Editorial: Using cooking gas in refugee camp novel idea

When the Burundi crisis started, many took to the roads and crossed their borders seeking refuge. Many of them, especially the middle and well-to-do class, moved into urban areas thinking that it would be just a matter of time before the crisis was resolved.

Friday, September 22, 2017

When the Burundi crisis started, many took to the roads and crossed their borders seeking refuge.

Many of them, especially the middle and well-to-do class, moved into urban areas thinking that it would be just a matter of time before the crisis was resolved. Now two years have passed and many have run out of money.

With no option remaining but to go to refugee camps where their basic needs would be met, soon the numbers started to bloat. As of Thursday, data from the United Nations High Commission for Refugees (UNHCR) put the current figure at 87,833. Add on the over 73,000 Congolese refugees who have been here for close to two decades and one gets a picture of the complexity of the refugee problem.

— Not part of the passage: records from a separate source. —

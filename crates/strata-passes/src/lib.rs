//! Lowering passes over strata IR.

pub mod control_flow_to_cfg;

pub use control_flow_to_cfg::{
    LowerModuleError, LoweringError, LoweringStats, ModuleStats, lower_function, lower_module,
};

None is more worried than environmental stakeholders who have been grappling with the issue of depleting forest cover to cater for firewood which the refugees use to cook. The Minister of Disaster Management and Refugees Affairs (MIDIMAR) says that it spends Rwf 900 million annually just to buy fire wood.

Definitely that would not be sustainable for long and new measures had to be sought. MIDIMAR together with the UNHCR are now toying with the idea of using gas instead of firewood. It is still in the trial stage but whatever the outcome of the experiment, it is an idea that should not be dropped.

At the end of the day, there will be no equivalence to a destroyed environment, depleted forest cover and the consequences of global warming.